[Stored entries]
::::

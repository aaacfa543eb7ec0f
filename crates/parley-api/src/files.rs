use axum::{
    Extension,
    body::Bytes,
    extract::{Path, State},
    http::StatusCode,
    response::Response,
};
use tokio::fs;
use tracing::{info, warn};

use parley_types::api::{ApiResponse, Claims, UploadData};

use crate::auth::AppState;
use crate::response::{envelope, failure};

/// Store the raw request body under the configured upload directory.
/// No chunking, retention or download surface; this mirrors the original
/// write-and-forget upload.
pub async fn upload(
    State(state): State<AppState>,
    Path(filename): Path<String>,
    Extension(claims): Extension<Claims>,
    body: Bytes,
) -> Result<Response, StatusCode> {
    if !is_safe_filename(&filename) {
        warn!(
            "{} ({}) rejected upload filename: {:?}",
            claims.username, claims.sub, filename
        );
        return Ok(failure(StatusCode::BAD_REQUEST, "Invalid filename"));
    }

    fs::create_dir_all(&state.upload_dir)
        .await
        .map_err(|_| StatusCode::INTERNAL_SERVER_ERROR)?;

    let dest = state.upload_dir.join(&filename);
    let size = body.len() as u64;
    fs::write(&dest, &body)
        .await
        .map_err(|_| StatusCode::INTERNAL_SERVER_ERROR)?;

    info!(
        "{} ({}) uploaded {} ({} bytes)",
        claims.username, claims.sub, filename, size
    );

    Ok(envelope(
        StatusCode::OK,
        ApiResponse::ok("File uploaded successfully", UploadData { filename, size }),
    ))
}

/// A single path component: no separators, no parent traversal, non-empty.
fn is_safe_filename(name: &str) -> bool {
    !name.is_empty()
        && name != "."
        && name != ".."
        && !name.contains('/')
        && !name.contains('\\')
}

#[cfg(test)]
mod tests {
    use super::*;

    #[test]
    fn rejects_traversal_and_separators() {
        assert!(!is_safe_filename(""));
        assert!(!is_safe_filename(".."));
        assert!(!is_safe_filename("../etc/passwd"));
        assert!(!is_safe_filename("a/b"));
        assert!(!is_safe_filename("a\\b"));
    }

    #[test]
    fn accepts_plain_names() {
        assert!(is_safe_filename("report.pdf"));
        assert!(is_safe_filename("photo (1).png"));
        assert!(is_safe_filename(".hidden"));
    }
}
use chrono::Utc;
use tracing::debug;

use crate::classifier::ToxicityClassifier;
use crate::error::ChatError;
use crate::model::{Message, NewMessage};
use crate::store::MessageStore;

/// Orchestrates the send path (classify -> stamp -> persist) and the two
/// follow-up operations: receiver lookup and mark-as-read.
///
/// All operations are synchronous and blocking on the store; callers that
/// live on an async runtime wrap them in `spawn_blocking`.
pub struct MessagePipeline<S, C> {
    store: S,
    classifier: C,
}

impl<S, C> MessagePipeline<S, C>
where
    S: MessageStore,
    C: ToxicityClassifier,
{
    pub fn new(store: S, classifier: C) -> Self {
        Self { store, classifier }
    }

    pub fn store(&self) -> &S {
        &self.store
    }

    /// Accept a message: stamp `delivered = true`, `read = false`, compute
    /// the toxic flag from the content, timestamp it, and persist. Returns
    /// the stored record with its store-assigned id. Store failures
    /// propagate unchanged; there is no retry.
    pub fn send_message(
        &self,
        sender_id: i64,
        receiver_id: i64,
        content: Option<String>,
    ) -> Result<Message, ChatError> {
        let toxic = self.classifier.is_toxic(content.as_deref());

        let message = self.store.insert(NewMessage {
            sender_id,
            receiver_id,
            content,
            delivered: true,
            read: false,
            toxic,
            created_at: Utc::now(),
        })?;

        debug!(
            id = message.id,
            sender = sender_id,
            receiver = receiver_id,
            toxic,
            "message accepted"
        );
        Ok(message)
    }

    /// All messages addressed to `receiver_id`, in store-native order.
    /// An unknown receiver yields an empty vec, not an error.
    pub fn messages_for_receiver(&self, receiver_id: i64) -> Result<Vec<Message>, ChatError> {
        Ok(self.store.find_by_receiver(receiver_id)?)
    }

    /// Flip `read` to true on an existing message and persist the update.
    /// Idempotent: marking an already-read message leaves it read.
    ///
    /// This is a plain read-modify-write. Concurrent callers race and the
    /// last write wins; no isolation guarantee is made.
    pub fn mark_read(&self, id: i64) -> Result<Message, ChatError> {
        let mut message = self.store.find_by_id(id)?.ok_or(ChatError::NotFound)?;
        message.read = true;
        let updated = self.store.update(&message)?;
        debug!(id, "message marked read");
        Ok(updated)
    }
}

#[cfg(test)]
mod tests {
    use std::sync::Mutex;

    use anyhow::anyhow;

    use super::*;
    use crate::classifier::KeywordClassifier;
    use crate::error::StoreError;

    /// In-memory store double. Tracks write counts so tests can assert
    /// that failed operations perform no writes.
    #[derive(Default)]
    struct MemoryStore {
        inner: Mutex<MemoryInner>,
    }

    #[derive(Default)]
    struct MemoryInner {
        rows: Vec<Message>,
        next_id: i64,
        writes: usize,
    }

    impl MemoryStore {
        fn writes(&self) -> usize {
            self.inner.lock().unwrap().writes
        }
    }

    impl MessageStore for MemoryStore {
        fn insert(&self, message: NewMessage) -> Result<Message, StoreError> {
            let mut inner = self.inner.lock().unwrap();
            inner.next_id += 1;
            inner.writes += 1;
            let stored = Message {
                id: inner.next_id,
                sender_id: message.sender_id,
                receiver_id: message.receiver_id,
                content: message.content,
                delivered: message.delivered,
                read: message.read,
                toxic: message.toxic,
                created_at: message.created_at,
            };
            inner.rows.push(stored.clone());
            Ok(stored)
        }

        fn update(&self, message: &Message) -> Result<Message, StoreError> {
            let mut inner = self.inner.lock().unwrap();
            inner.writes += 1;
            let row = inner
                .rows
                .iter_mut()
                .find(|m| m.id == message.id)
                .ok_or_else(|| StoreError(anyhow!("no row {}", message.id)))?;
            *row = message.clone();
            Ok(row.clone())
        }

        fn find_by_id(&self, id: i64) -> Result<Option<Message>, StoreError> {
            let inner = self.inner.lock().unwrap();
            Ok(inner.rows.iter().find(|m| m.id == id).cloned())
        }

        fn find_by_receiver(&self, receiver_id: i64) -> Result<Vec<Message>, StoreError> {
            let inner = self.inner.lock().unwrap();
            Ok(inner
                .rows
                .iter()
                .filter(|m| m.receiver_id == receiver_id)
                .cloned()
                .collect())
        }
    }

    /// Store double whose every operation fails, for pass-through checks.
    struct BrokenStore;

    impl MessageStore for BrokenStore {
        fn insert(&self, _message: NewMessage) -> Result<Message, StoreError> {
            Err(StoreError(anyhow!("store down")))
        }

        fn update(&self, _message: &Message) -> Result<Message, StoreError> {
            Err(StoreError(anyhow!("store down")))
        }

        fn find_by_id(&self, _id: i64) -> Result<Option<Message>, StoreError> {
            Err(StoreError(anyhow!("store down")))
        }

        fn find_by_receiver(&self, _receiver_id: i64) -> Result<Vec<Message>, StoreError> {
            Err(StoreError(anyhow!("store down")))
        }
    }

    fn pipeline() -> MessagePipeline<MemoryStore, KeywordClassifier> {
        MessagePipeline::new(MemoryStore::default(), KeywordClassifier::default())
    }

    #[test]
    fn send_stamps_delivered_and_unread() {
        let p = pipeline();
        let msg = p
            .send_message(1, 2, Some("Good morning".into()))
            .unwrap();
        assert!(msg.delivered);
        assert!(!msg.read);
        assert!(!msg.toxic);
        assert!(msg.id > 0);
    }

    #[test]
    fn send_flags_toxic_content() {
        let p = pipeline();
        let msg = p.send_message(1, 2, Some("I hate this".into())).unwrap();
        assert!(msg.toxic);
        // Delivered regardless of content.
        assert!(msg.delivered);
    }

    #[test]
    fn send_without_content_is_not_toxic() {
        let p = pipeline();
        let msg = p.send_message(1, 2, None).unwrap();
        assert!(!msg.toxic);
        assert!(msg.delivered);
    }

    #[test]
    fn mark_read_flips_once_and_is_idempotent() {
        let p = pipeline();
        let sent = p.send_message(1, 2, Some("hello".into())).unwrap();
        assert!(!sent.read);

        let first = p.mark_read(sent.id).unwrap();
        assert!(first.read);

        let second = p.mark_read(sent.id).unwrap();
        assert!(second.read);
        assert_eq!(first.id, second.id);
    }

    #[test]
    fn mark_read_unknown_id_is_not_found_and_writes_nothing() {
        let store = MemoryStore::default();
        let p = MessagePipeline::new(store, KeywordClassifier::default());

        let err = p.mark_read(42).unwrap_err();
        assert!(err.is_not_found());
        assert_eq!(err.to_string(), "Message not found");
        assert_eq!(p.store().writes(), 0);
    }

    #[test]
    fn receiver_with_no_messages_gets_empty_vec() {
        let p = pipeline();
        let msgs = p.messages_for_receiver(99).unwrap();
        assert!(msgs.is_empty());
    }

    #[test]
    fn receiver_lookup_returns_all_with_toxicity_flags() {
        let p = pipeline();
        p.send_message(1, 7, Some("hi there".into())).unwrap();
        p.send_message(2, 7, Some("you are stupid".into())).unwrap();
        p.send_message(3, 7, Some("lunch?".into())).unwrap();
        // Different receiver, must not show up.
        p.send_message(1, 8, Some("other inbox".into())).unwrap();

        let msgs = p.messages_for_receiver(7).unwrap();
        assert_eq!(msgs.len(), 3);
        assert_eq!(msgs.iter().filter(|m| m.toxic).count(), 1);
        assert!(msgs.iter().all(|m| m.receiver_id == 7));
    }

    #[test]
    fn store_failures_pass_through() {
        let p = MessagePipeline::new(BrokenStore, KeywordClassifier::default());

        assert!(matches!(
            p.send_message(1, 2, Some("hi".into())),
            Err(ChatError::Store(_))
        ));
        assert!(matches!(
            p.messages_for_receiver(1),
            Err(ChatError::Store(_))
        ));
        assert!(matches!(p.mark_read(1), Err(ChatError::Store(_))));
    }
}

::::

With the line holding "p = MessagePipeline::new(store, KeywordClassifier::default());" as the first and the line holding "let msgs = p.messages_for_receiver(99).unwrap();" as the last, set down that range of the entries above exactly, and nothing else.

| Problem solution |
        let p = MessagePipeline::new(store, KeywordClassifier::default());

        let err = p.mark_read(42).unwrap_err();
        assert!(err.is_not_found());
        assert_eq!(err.to_string(), "Message not found");
        assert_eq!(p.store().writes(), 0);
    }

    #[test]
    fn receiver_with_no_messages_gets_empty_vec() {
        let p = pipeline();
        let msgs = p.messages_for_receiver(99).unwrap();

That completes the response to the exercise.